Les Karen en Thaïlande

Par Matthieu John

Il y a quelques années, j’ai eu l’opportunité d’accompagner des membres d’une organisation humanitaire thaïlandaise lors d’une visite d’un « camp » au nord de la Thaïlande, dans la région de Chiang Mai. La Thaïlande abrite de nombreux groupes ethniques, souvent en marge de la société thaïe, en particulier sur sa zone frontalière avec la Birmanie. C’est la raison pour laquelle j’ai choisi de m’intéresser, dans le cadre de ce billet, à leur situation et plus particulièrement au groupe ethnique karen. Les populations karen sont présentes depuis longtemps dans la région et représenteraient d’ailleurs le plus large groupe minoritaire des montagnes de l’Est de la Birmanie et du Nord-Ouest de la Thaïlande (DELANG, 2003, p. IX). À travers notre analyse, nous tacherons de savoir si depuis leurs arrivé sur le territoire thaïlandais, les Karen se sont assimilé à la société thaïlandaise.

 

            Tout d’abord, il serait intéressant d’apporter quelques précisions sur ce groupe ethnique. Les Karen forment un ensemble de groupes tibéto-birman qui vit majoritairement en Birmanie. Ce nom « Karen » désignait à l’origine les «hommes de la forêt » mais est aujourd’hui employé pour désigner différents sous-groupes ayant pour origine une langue commune. Si l’on compte entre 4 et 6 millions de Karen en Birmanie, ils seraient environ 400000 en Thaïlande (DELANG, 2003, préface). Nous allons dans ce billet nous intéresser à ces derniers, divisé en 2 sous groupes (les Skaw et les Pwo) et vivant historiquement en haute-altitude (entre 600m et 1000m). Il faut remonter au XIIIème siècle pour voir s’installer les premiers Karen sur les zones frontalières entre les royaumes birman et du Siam. Aussi, durant le siècle dernier, de nombreux Karen de Birmanie ont fuit les conflits entre le gouvernement et les groupes ethniques vers les zones frontalières thaïlandaises. Ceux que l’on surnomme les « Hill tribes » vivent aujourd’hui en marge de la société thaïlandaise, et ne sont pas des citoyens thaï à part entière (DELANG, 2003, p.22).
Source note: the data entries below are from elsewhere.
pub mod auth;
pub mod context;
pub mod firebase;
pub mod http;
pub mod router;
pub mod subsystems;
pub mod worker;
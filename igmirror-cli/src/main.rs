//! igmirror-cli: operator frontend for the igmirror REST API
//!
//! # Subcommands
//! - `status`: server health
//! - `update-profile <id>`: sync one profile now
//! - `update-stories <id>`: queue a story sync
//! - `job <id>`: status of a queued job
//! - `logs [-n <limit>] [--json]`: recent outbound API calls
//! - `log <id>`: one request log in full
//! - `settings get|set|check <provider>`: provider settings

use clap::{Parser, Subcommand};
use serde::Deserialize;
use serde_json::Value;

const DEFAULT_SERVER: &str = "http://127.0.0.1:8000";
const DEFAULT_LIMIT: i64 = 20;

// ============================================================================
// CLI Definition
// ============================================================================

#[derive(Debug, Parser)]
#[command(name = "igmirror-cli", version, about = "igmirror operator CLI")]
struct Cli {
    /// igmirror HTTP server URL (overrides IGMIRROR_HTTP_URL env var)
    #[arg(long, env = "IGMIRROR_HTTP_URL", default_value = DEFAULT_SERVER)]
    server: String,

    /// Access token issued by /login-with-google/
    #[arg(long, env = "IGMIRROR_TOKEN", hide_env_values = true)]
    token: Option<String>,

    #[command(subcommand)]
    command: Commands,
}

#[derive(Debug, Subcommand)]
enum Commands {
    /// Show server health
    Status,

    /// Refresh one profile from the Core API right away
    UpdateProfile {
        /// Profile id (UUID)
        id: String,
    },

    /// Queue a story sync for one profile
    UpdateStories {
        /// Profile id (UUID)
        id: String,
    },

    /// Show the status of a queued sync job
    Job {
        /// Job id returned by update-stories
        id: String,
    },

    /// List recent outbound API calls
    Logs {
        #[arg(short = 'n', long, default_value_t = DEFAULT_LIMIT)]
        limit: i64,

        /// Print the raw JSON response
        #[arg(long)]
        json: bool,
    },

    /// Show one request log in full
    Log { id: i64 },

    /// Read, update or check provider settings
    Settings {
        #[command(subcommand)]
        action: SettingsAction,
    },
}

#[derive(Debug, Subcommand)]
enum SettingsAction {
    /// Show settings with secrets masked
    Get { provider: String },

    /// Update settings from a JSON object; omitted keys keep their value
    Set {
        provider: String,
        /// e.g. '{"api_url": "https://...", "api_token": "..."}'
        json: String,
    },

    /// Validate settings and probe the provider
    Check { provider: String },
}

// ============================================================================
// API Response Types
// ============================================================================

#[derive(Debug, Deserialize)]
pub struct LogRow {
    pub id: i64,
    pub method: String,
    pub url: String,
    pub status: String,
    pub response_status_code: Option<i32>,
    pub duration_ms: Option<i64>,
    pub created_at: String,
    #[serde(default)]
    pub error_message: String,
}

#[derive(Debug, Deserialize)]
pub struct LogList {
    pub count: usize,
    pub results: Vec<LogRow>,
}

/// One table line for `logs`.
pub fn format_log_row(r: &LogRow) -> String {
    let code = r
        .response_status_code
        .map(|c| c.to_string())
        .unwrap_or_else(|| "-".to_string());
    let duration = r
        .duration_ms
        .map(|ms| format!("{ms}ms"))
        .unwrap_or_else(|| "-".to_string());
    let mut line = format!(
        "{:>6}  {:<7} {:<6} {:>4} {:>8}  {}",
        r.id, r.status, r.method, code, duration, r.url
    );
    if !r.error_message.is_empty() {
        let err: String = r.error_message.chars().take(80).collect();
        line.push_str(&format!("  ({err})"));
    }
    line
}

/// The `error`/`detail` field of an error body, or the raw text.
pub fn error_text(body: &str) -> String {
    match serde_json::from_str::<Value>(body) {
        Ok(v) => v["error"]
            .as_str()
            .or_else(|| v["detail"].as_str())
            .map(str::to_string)
            .unwrap_or_else(|| body.to_string()),
        Err(_) => body.to_string(),
    }
}

// ============================================================================
// HTTP Client Calls
// ============================================================================

struct Api {
    server: String,
    token: Option<String>,
    client: reqwest::blocking::Client,
}

impl Api {
    fn new(server: &str, token: Option<String>) -> anyhow::Result<Self> {
        let client = reqwest::blocking::Client::builder()
            .timeout(std::time::Duration::from_secs(60))
            .build()?;
        Ok(Self {
            server: server.trim_end_matches('/').to_string(),
            token,
            client,
        })
    }

    fn send(
        &self,
        method: reqwest::Method,
        path: &str,
        body: Option<&Value>,
    ) -> anyhow::Result<Value> {
        let url = format!("{}{}", self.server, path);
        let mut req = self.client.request(method, &url);
        if let Some(token) = &self.token {
            req = req.bearer_auth(token);
        }
        if let Some(b) = body {
            req = req.json(b);
        }

        let resp = req
            .send()
            .map_err(|e| anyhow::anyhow!("connection failed to {}: {}", url, e))?;
        let status = resp.status();
        let text = resp.text().unwrap_or_default();

        if !status.is_success() {
            anyhow::bail!("server returned {}: {}", status, error_text(&text));
        }
        Ok(serde_json::from_str(&text).unwrap_or(Value::Null))
    }

    fn get(&self, path: &str) -> anyhow::Result<Value> {
        self.send(reqwest::Method::GET, path, None)
    }

    fn post(&self, path: &str) -> anyhow::Result<Value> {
        self.send(reqwest::Method::POST, path, None)
    }

    fn put(&self, path: &str, body: &Value) -> anyhow::Result<Value> {
        self.send(reqwest::Method::PUT, path, Some(body))
    }
}

fn print_json(v: &Value) -> anyhow::Result<()> {
    println!("{}", serde_json::to_string_pretty(v)?);
    Ok(())
}

fn do_status(api: &Api) -> anyhow::Result<()> {
    let body = api.get("/health")?;
    println!("igmirror server: {}", body["status"].as_str().unwrap_or("unknown"));
    println!("Version:         {}", body["version"].as_str().unwrap_or("?"));
    println!("PostgreSQL:      {}", body["postgresql"].as_str().unwrap_or("?"));
    if let Some(n) = body["queued_jobs"].as_i64() {
        println!("Queued jobs:     {}", n);
    }
    Ok(())
}

fn do_logs(api: &Api, limit: i64, json: bool) -> anyhow::Result<()> {
    let body = api.get(&format!("/admin/request-logs?limit={limit}"))?;
    if json {
        return print_json(&body);
    }
    let list: LogList = serde_json::from_value(body)?;
    if list.count == 0 {
        eprintln!("No request logs yet");
        return Ok(());
    }
    for row in &list.results {
        println!("{}", format_log_row(row));
    }
    Ok(())
}

fn do_settings(api: &Api, action: SettingsAction) -> anyhow::Result<()> {
    let body = match action {
        SettingsAction::Get { provider } => api.get(&format!("/admin/settings/{provider}"))?,
        SettingsAction::Set { provider, json } => {
            let doc: Value = serde_json::from_str(&json)
                .map_err(|e| anyhow::anyhow!("settings must be a JSON object: {}", e))?;
            api.put(&format!("/admin/settings/{provider}"), &doc)?
        }
        SettingsAction::Check { provider } => {
            api.get(&format!("/admin/settings/{provider}/check"))?
        }
    };
    print_json(&body)
}

// ============================================================================
// Main
// ============================================================================

fn run(cli: Cli) -> anyhow::Result<()> {
    let api = Api::new(&cli.server, cli.token)?;

    match cli.command {
        Commands::Status => do_status(&api),
        Commands::UpdateProfile { id } => {
            let body = api.post(&format!("/admin/users/{id}/update-from-api"))?;
            println!("{}", body["message"].as_str().unwrap_or("done"));
            Ok(())
        }
        Commands::UpdateStories { id } => {
            let body = api.post(&format!("/admin/users/{id}/update-stories-from-api"))?;
            println!("{}", body["message"].as_str().unwrap_or("queued"));
            Ok(())
        }
        Commands::Job { id } => print_json(&api.get(&format!("/admin/jobs/{id}"))?),
        Commands::Logs { limit, json } => do_logs(&api, limit, json),
        Commands::Log { id } => print_json(&api.get(&format!("/admin/request-logs/{id}"))?),
        Commands::Settings { action } => do_settings(&api, action),
    }
}

fn main() {
    let cli = Cli::parse();
    if let Err(e) = run(cli) {
        eprintln!("igmirror-cli: {}", e);
        std::process::exit(1);
    }
}

// ============================================================================
// Tests
// ============================================================================

#[cfg(test)]
mod tests {
    use super::*;

    fn row(status: &str, code: Option<i32>, error: &str) -> LogRow {
        LogRow {
            id: 12,
            method: "GET".into(),
            url: "https://core.example.com/api/v1/health/check".into(),
            status: status.into(),
            response_status_code: code,
            duration_ms: Some(42),
            created_at: "2026-01-01T00:00:00Z".into(),
            error_message: error.into(),
        }
    }

    #[test]
    fn test_format_log_row_success() {
        let line = format_log_row(&row("success", Some(200), ""));
        assert!(line.contains("success"));
        assert!(line.contains("200"));
        assert!(line.contains("42ms"));
        assert!(line.ends_with("/api/v1/health/check"));
    }

    #[test]
    fn test_format_log_row_timeout_shows_error() {
        let line = format_log_row(&row("timeout", None, "operation timed out"));
        assert!(line.contains(" - "), "missing status code renders as '-'");
        assert!(line.ends_with("(operation timed out)"));
    }

    #[test]
    fn test_error_text_prefers_error_then_detail() {
        assert_eq!(error_text(r#"{"error":"Invalid token"}"#), "Invalid token");
        assert_eq!(
            error_text(r#"{"detail":"Token is valid"}"#),
            "Token is valid"
        );
        assert_eq!(error_text("Bad Gateway"), "Bad Gateway");
    }

    #[test]
    fn test_log_list_parses_server_shape() {
        let body = serde_json::json!({
            "count": 1,
            "results": [{
                "id": 3,
                "method": "GET",
                "url": "https://x/y",
                "status": "error",
                "response_status_code": 503,
                "duration_ms": 9,
                "created_at": "2026-01-01T00:00:00Z",
                "error_message": "",
                "display": "GET y - error",
                "is_successful": false
            }]
        });
        let list: LogList = serde_json::from_value(body).unwrap();
        assert_eq!(list.count, 1);
        assert_eq!(list.results[0].response_status_code, Some(503));
    }

    #[test]
    fn test_cli_parses_settings_set() {
        let cli = Cli::try_parse_from([
            "igmirror-cli",
            "--token",
            "abc",
            "settings",
            "set",
            "core_api",
            r#"{"api_url":"https://core"}"#,
        ])
        .unwrap();
        assert_eq!(cli.token.as_deref(), Some("abc"));
        assert!(matches!(
            cli.command,
            Commands::Settings {
                action: SettingsAction::Set { .. }
            }
        ));
    }
}
//! HTTP client wrapper for provider APIs.
//!
//! Every call goes through the [`RequestLogSink`]: the log row is opened
//! before the request is sent and finalized once the call returns. Responses
//! with a 4xx/5xx status are logged as `success` (the provider did answer)
//! and only then turned into [`ApiError::Status`].

use reqwest::header::{HeaderMap, HeaderValue, AUTHORIZATION, CONTENT_TYPE};
use reqwest::{Client, Method, StatusCode};
use serde_json::{Map, Value};
use std::sync::Arc;
use std::time::{Duration, Instant};
use thiserror::Error;

use crate::error::MirrorError;
use crate::models::LogStatus;
use crate::request_log::{
    body_to_json, headers_to_json, LogCompletion, LogFailure, NewRequestLog, PartialResponse,
    RequestLogSink,
};
use crate::settings::CoreApiSettings;

/// Per-request timeout used when the caller does not pick one.
pub const DEFAULT_TIMEOUT: Duration = Duration::from_secs(30);

// ============================================================================
// Error types
// ============================================================================

#[derive(Error, Debug)]
pub enum ApiError {
    #[error("{0}")]
    Configuration(String),

    #[error("Request timeout: {0}")]
    Timeout(#[source] reqwest::Error),

    #[error("Network error: {0}")]
    Transport(#[source] reqwest::Error),

    #[error("HTTP status {status} for url {url}")]
    Status { status: u16, url: String, body: Value },

    #[error("Invalid JSON in response: {0}")]
    InvalidJson(#[from] serde_json::Error),

    #[error("Store error: {0}")]
    Store(#[from] MirrorError),
}

impl ApiError {
    /// Timeouts and network failures, as opposed to answers from the provider.
    pub fn is_transport(&self) -> bool {
        matches!(self, ApiError::Timeout(_) | ApiError::Transport(_))
    }
}

// ============================================================================
// ProviderEndpoint
// ============================================================================

/// Resolved base URL + bearer token for one provider.
///
/// Built from a fresh settings read right before a session is created.
#[derive(Debug, Clone)]
pub struct ProviderEndpoint {
    base_url: String,
    token: String,
}

impl ProviderEndpoint {
    /// `label` names the provider in configuration error messages.
    pub fn new(
        label: &str,
        base_url: impl Into<String>,
        token: impl Into<String>,
    ) -> Result<Self, ApiError> {
        let base_url = base_url.into();
        let token = token.into();

        if base_url.trim().is_empty() {
            return Err(ApiError::Configuration(format!(
                "{label} URL is not configured in settings"
            )));
        }
        if token.trim().is_empty() {
            return Err(ApiError::Configuration(format!(
                "{label} token is not configured in settings"
            )));
        }

        Ok(Self {
            base_url: base_url.trim().to_string(),
            token: token.trim().to_string(),
        })
    }

    pub fn core_api(settings: &CoreApiSettings) -> Result<Self, ApiError> {
        Self::new("Core API", &settings.api_url, &settings.api_token)
    }

    pub fn base_url(&self) -> &str {
        &self.base_url
    }

    /// `{base}/{endpoint}` with exactly one slash between the two.
    pub fn url_for(&self, endpoint: &str) -> String {
        format!(
            "{}/{}",
            self.base_url.trim_end_matches('/'),
            endpoint.trim_start_matches('/')
        )
    }
}

// ============================================================================
// ApiClient
// ============================================================================

/// A provider answer with a non-error status.
#[derive(Debug, Clone)]
pub struct ApiResponse {
    pub status: StatusCode,
    pub headers: HeaderMap,
    pub text: String,
}

impl ApiResponse {
    pub fn json(&self) -> Result<Value, ApiError> {
        Ok(serde_json::from_str(&self.text)?)
    }
}

/// Authenticated session against one provider endpoint.
#[derive(Clone)]
pub struct ApiClient {
    http: Client,
    endpoint: ProviderEndpoint,
    session_headers: HeaderMap,
    log: Arc<dyn RequestLogSink>,
}

impl ApiClient {
    pub fn new(endpoint: ProviderEndpoint, log: Arc<dyn RequestLogSink>) -> Result<Self, ApiError> {
        let mut session_headers = HeaderMap::new();
        let bearer = HeaderValue::from_str(&format!("Bearer {}", endpoint.token)).map_err(|_| {
            ApiError::Configuration("Provider token contains invalid header characters".into())
        })?;
        session_headers.insert(AUTHORIZATION, bearer);
        session_headers.insert(CONTENT_TYPE, HeaderValue::from_static("application/json"));

        let http = Client::builder()
            .default_headers(session_headers.clone())
            .build()
            .map_err(ApiError::Transport)?;

        Ok(Self {
            http,
            endpoint,
            session_headers,
            log,
        })
    }

    pub fn endpoint(&self) -> &ProviderEndpoint {
        &self.endpoint
    }

    /// GET with query parameters and the default timeout.
    pub async fn get(
        &self,
        endpoint: &str,
        params: Option<&Map<String, Value>>,
    ) -> Result<ApiResponse, ApiError> {
        self.request("GET", endpoint, None, params, DEFAULT_TIMEOUT).await
    }

    /// Issue one request and record it in the request log.
    pub async fn request(
        &self,
        method: &str,
        endpoint: &str,
        data: Option<&Value>,
        params: Option<&Map<String, Value>>,
        timeout: Duration,
    ) -> Result<ApiResponse, ApiError> {
        let method_name = method.to_uppercase();
        let method = Method::from_bytes(method_name.as_bytes()).map_err(|_| {
            ApiError::Configuration(format!("Unsupported HTTP method: {method_name}"))
        })?;
        let url = self.endpoint.url_for(endpoint);

        let log_id = self
            .log
            .begin(NewRequestLog {
                method: method_name.clone(),
                url: url.clone(),
                headers: headers_to_json(&self.session_headers),
                params: params
                    .map(|p| Value::Object(p.clone()))
                    .unwrap_or_else(|| serde_json::json!({})),
                body: data.cloned().unwrap_or_else(|| serde_json::json!({})),
            })
            .await?;

        let start = Instant::now();

        let mut request = self.http.request(method, &url).timeout(timeout);
        if let Some(p) = params {
            request = request.query(p);
        }
        if let Some(d) = data {
            request = request.json(d);
        }

        let response = match request.send().await {
            Ok(r) => r,
            Err(e) => return Err(self.record_failure(log_id, start, e, None).await),
        };

        let status = response.status();
        let headers = response.headers().clone();

        let text = match response.text().await {
            Ok(t) => t,
            Err(e) => {
                let partial = PartialResponse {
                    status_code: status.as_u16(),
                    headers: headers_to_json(&headers),
                    body: serde_json::json!({}),
                };
                return Err(self.record_failure(log_id, start, e, Some(partial)).await);
            }
        };

        let body = body_to_json(&text);
        self.log
            .complete(
                log_id,
                LogCompletion {
                    status_code: status.as_u16(),
                    headers: headers_to_json(&headers),
                    body: body.clone(),
                    duration_ms: elapsed_ms(start),
                },
            )
            .await?;

        if status.is_client_error() || status.is_server_error() {
            tracing::error!(
                status = status.as_u16(),
                url = %url,
                "Provider API returned an error status"
            );
            return Err(ApiError::Status {
                status: status.as_u16(),
                url,
                body,
            });
        }

        Ok(ApiResponse {
            status,
            headers,
            text,
        })
    }

    async fn record_failure(
        &self,
        log_id: i64,
        start: Instant,
        error: reqwest::Error,
        partial: Option<PartialResponse>,
    ) -> ApiError {
        let timed_out = error.is_timeout();
        let partial = partial.or_else(|| {
            error.status().map(|s| PartialResponse {
                status_code: s.as_u16(),
                headers: serde_json::json!({}),
                body: serde_json::json!({}),
            })
        });

        let failure = LogFailure {
            status: if timed_out {
                LogStatus::Timeout
            } else {
                LogStatus::Error
            },
            error_message: error.to_string(),
            duration_ms: elapsed_ms(start),
            partial,
        };

        if let Err(log_err) = self.log.fail(log_id, failure).await {
            tracing::error!(log_id, error = %log_err, "Failed to finalize request log");
            return ApiError::Store(log_err);
        }

        if timed_out {
            tracing::error!(error = %error, "Provider API request timeout");
            ApiError::Timeout(error)
        } else {
            tracing::error!(error = %error, "Provider API request failed");
            ApiError::Transport(error)
        }
    }
}

fn elapsed_ms(start: Instant) -> i64 {
    start.elapsed().as_millis() as i64
}

// ============================================================================
// TESTS
// ============================================================================
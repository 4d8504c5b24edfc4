pub mod assets;
pub mod client;
pub mod config;
pub mod db;
pub mod error;
pub mod instagram;
pub mod jobs;
pub mod models;
pub mod openai;
pub mod queue;
pub mod request_log;
pub mod settings;
pub mod store;

#[cfg(any(test, feature = "testing"))]
pub mod testing;

pub use client::{ApiClient, ApiError, ProviderEndpoint};
pub use config::MirrorConfig;
pub use error::MirrorError;
pub use instagram::CoreApi;
pub use jobs::{JobReport, SyncJob, TaskOutcome};
pub use queue::{JobBroker, JobQueue};
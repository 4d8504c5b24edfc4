use config::{Config, ConfigError, File};
use serde::Deserialize;
use std::path::PathBuf;

#[derive(Debug, Deserialize, Clone)]
pub struct MirrorConfig {
    pub service: ServiceConfig,
    pub database: DatabaseConfig,
    pub auth: AuthConfig,
    #[serde(default)]
    pub http: HttpConfig,
    #[serde(default)]
    pub worker: WorkerConfig,
    #[serde(default)]
    pub scheduler: SchedulerConfig,
    #[serde(default)]
    pub storage: StorageConfig,
    #[serde(default)]
    pub openai: OpenAiConfig,
}

#[derive(Debug, Deserialize, Clone)]
pub struct ServiceConfig {
    pub log_level: String,
}

#[derive(Debug, Deserialize, Clone)]
pub struct DatabaseConfig {
    pub url: String,
    pub max_connections: u32,
}

#[derive(Debug, Deserialize, Clone)]
pub struct AuthConfig {
    pub jwt_secret: String,
    #[serde(default = "default_access_minutes")]
    pub access_token_minutes: i64,
    #[serde(default = "default_refresh_days")]
    pub refresh_token_days: i64,
    #[serde(default = "default_jwks_url")]
    pub firebase_jwks_url: String,
}

fn default_access_minutes() -> i64 {
    60
}

fn default_refresh_days() -> i64 {
    7
}

fn default_jwks_url() -> String {
    "https://www.googleapis.com/service_accounts/v1/jwk/securetoken@system.gserviceaccount.com"
        .to_string()
}

#[derive(Debug, Deserialize, Clone)]
pub struct HttpConfig {
    pub enabled: bool,
    pub host: String,
    pub port: u16,
}

impl Default for HttpConfig {
    fn default() -> Self {
        Self {
            enabled: true,
            host: "127.0.0.1".to_string(),
            port: 8000,
        }
    }
}

#[derive(Debug, Deserialize, Clone)]
pub struct WorkerConfig {
    pub concurrency: usize,
    pub poll_interval_ms: u64,
    /// A job left `running` longer than this is claimed again.
    #[serde(default = "default_lease_secs")]
    pub lease_secs: u64,
}

fn default_lease_secs() -> u64 {
    15 * 60
}

impl Default for WorkerConfig {
    fn default() -> Self {
        Self {
            concurrency: 4,
            poll_interval_ms: 1000,
            lease_secs: default_lease_secs(),
        }
    }
}

#[derive(Debug, Deserialize, Clone)]
pub struct SchedulerConfig {
    pub enabled: bool,
    pub profile_interval_minutes: u64,
    pub stories_interval_minutes: u64,
}

impl Default for SchedulerConfig {
    fn default() -> Self {
        Self {
            enabled: true,
            profile_interval_minutes: 24 * 60,
            stories_interval_minutes: 60,
        }
    }
}

#[derive(Debug, Deserialize, Clone)]
pub struct StorageConfig {
    pub media_root: String,
}

impl Default for StorageConfig {
    fn default() -> Self {
        Self {
            media_root: "./media".to_string(),
        }
    }
}

impl StorageConfig {
    /// Media root with `~` and `$VAR` expanded.
    pub fn media_root_path(&self) -> PathBuf {
        PathBuf::from(shellexpand::full(&self.media_root).map_or_else(
            |_| self.media_root.clone(),
            |expanded| expanded.into_owned(),
        ))
    }
}

#[derive(Debug, Deserialize, Clone)]
pub struct OpenAiConfig {
    pub base_url: String,
}

impl Default for OpenAiConfig {
    fn default() -> Self {
        Self {
            base_url: "https://api.openai.com/v1".to_string(),
        }
    }
}

impl MirrorConfig {
    pub fn load(path: &str) -> Result<Self, ConfigError> {
        let s = Config::builder()
            .add_source(File::with_name(path))
            .set_override_option("auth.jwt_secret", std::env::var("JWT_SECRET").ok())?
            .build()?;
        s.try_deserialize()
    }
}

#[cfg(test)]
mod tests {
    use super::*;

    #[test]
    fn test_media_root_expands_env_vars() {
        std::env::set_var("IGMIRROR_TEST_MEDIA", "/srv/media");
        let storage = StorageConfig {
            media_root: "$IGMIRROR_TEST_MEDIA/assets".to_string(),
        };
        assert_eq!(storage.media_root_path(), PathBuf::from("/srv/media/assets"));
    }

    #[test]
    fn test_media_root_keeps_unknown_vars_verbatim() {
        let storage = StorageConfig {
            media_root: "$IGMIRROR_SURELY_UNSET_VAR/assets".to_string(),
        };
        assert_eq!(
            storage.media_root_path(),
            PathBuf::from("$IGMIRROR_SURELY_UNSET_VAR/assets")
        );
    }

    #[test]
    fn test_optional_sections_have_defaults() {
        assert!(HttpConfig::default().enabled);
        assert_eq!(WorkerConfig::default().concurrency, 4);
        assert_eq!(WorkerConfig::default().lease_secs, 900);
        assert_eq!(SchedulerConfig::default().stories_interval_minutes, 60);
        assert!(OpenAiConfig::default().base_url.starts_with("https://"));
    }
}
use crate::config::DatabaseConfig;
use sqlx::{postgres::PgPoolOptions, PgPool};

pub async fn create_pool(config: &DatabaseConfig) -> Result<PgPool, sqlx::Error> {
    PgPoolOptions::new()
        .max_connections(config.max_connections)
        .connect(&config.url)
        .await
}

pub async fn health_check(pool: &PgPool) -> Result<String, sqlx::Error> {
    let row: (String,) = sqlx::query_as("SELECT version()").fetch_one(pool).await?;
    Ok(row.0)
}

/// Number of queued jobs waiting for a worker.
pub async fn queue_depth(pool: &PgPool) -> Result<i64, sqlx::Error> {
    let row: (i64,) =
        sqlx::query_as("SELECT COUNT(*)::bigint FROM sync_jobs WHERE status = 'queued'")
            .fetch_one(pool)
            .await?;
    Ok(row.0)
}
 2      Jusqu’au XIXème siècle, les Karen avaient une certaine autonomie, et ce malgré la proximité du royaume du Siam. Comme d’autres groupes minoritaires des zones frontalières, ils servaient de protection au royaume, tel une « zone tampon » (DELANG, 2003, p.26). Ainsi, les Karen évoluaient à part et il n’était encore pas question d’assimilation à la culture thaïe : Les Karen n’ont donc pas adopté la culture dominante de la région, ils ont au contraire réussi à préserver leur culture au fil du temps.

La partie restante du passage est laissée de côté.